Retyping the entire listing exactly is the task.

BEGIN

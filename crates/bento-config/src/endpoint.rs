use std::fmt;

/// TCP address the backend listens on.
#[derive(Debug, Clone, PartialEq, Eq)]
pub struct TcpEndpoint {
    host: String,
    port: u16,
}

impl TcpEndpoint {
    /// Builds a TCP endpoint.
    #[must_use]
    pub fn new(host: impl Into<String>, port: u16) -> Self {
        Self {
            host: host.into(),
            port,
        }
    }

    /// Host name or address to bind.
    #[must_use]
    pub fn host(&self) -> &str {
        &self.host
    }

    /// Port to bind. Zero asks the operating system for an ephemeral port.
    #[must_use]
    pub const fn port(&self) -> u16 {
        self.port
    }
}

impl fmt::Display for TcpEndpoint {
    fn fmt(&self, formatter: &mut fmt::Formatter<'_>) -> fmt::Result {
        write!(formatter, "tcp://{}:{}", self.host, self.port)
    }
}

END

* _SOLUTION TO THIS PROBLEM_:
filename crates/bento-config/src/endpoint.rs
use std::fmt;

/// TCP address the backend listens on.
#[derive(Debug, Clone, PartialEq, Eq)]
pub struct TcpEndpoint {
    host: String,
    port: u16,
}

impl TcpEndpoint {
    /// Builds a TCP endpoint.
    #[must_use]
    pub fn new(host: impl Into<String>, port: u16) -> Self {
        Self {
            host: host.into(),
            port,
        }
    }

    /// Host name or address to bind.
    #[must_use]
    pub fn host(&self) -> &str {
        &self.host
    }

    /// Port to bind. Zero asks the operating system for an ephemeral port.
    #[must_use]
    pub const fn port(&self) -> u16 {
        self.port
    }
}

impl fmt::Display for TcpEndpoint {
    fn fmt(&self, formatter: &mut fmt::Formatter<'_>) -> fmt::Result {
        write!(formatter, "tcp://{}:{}", self.host, self.port)
    }
}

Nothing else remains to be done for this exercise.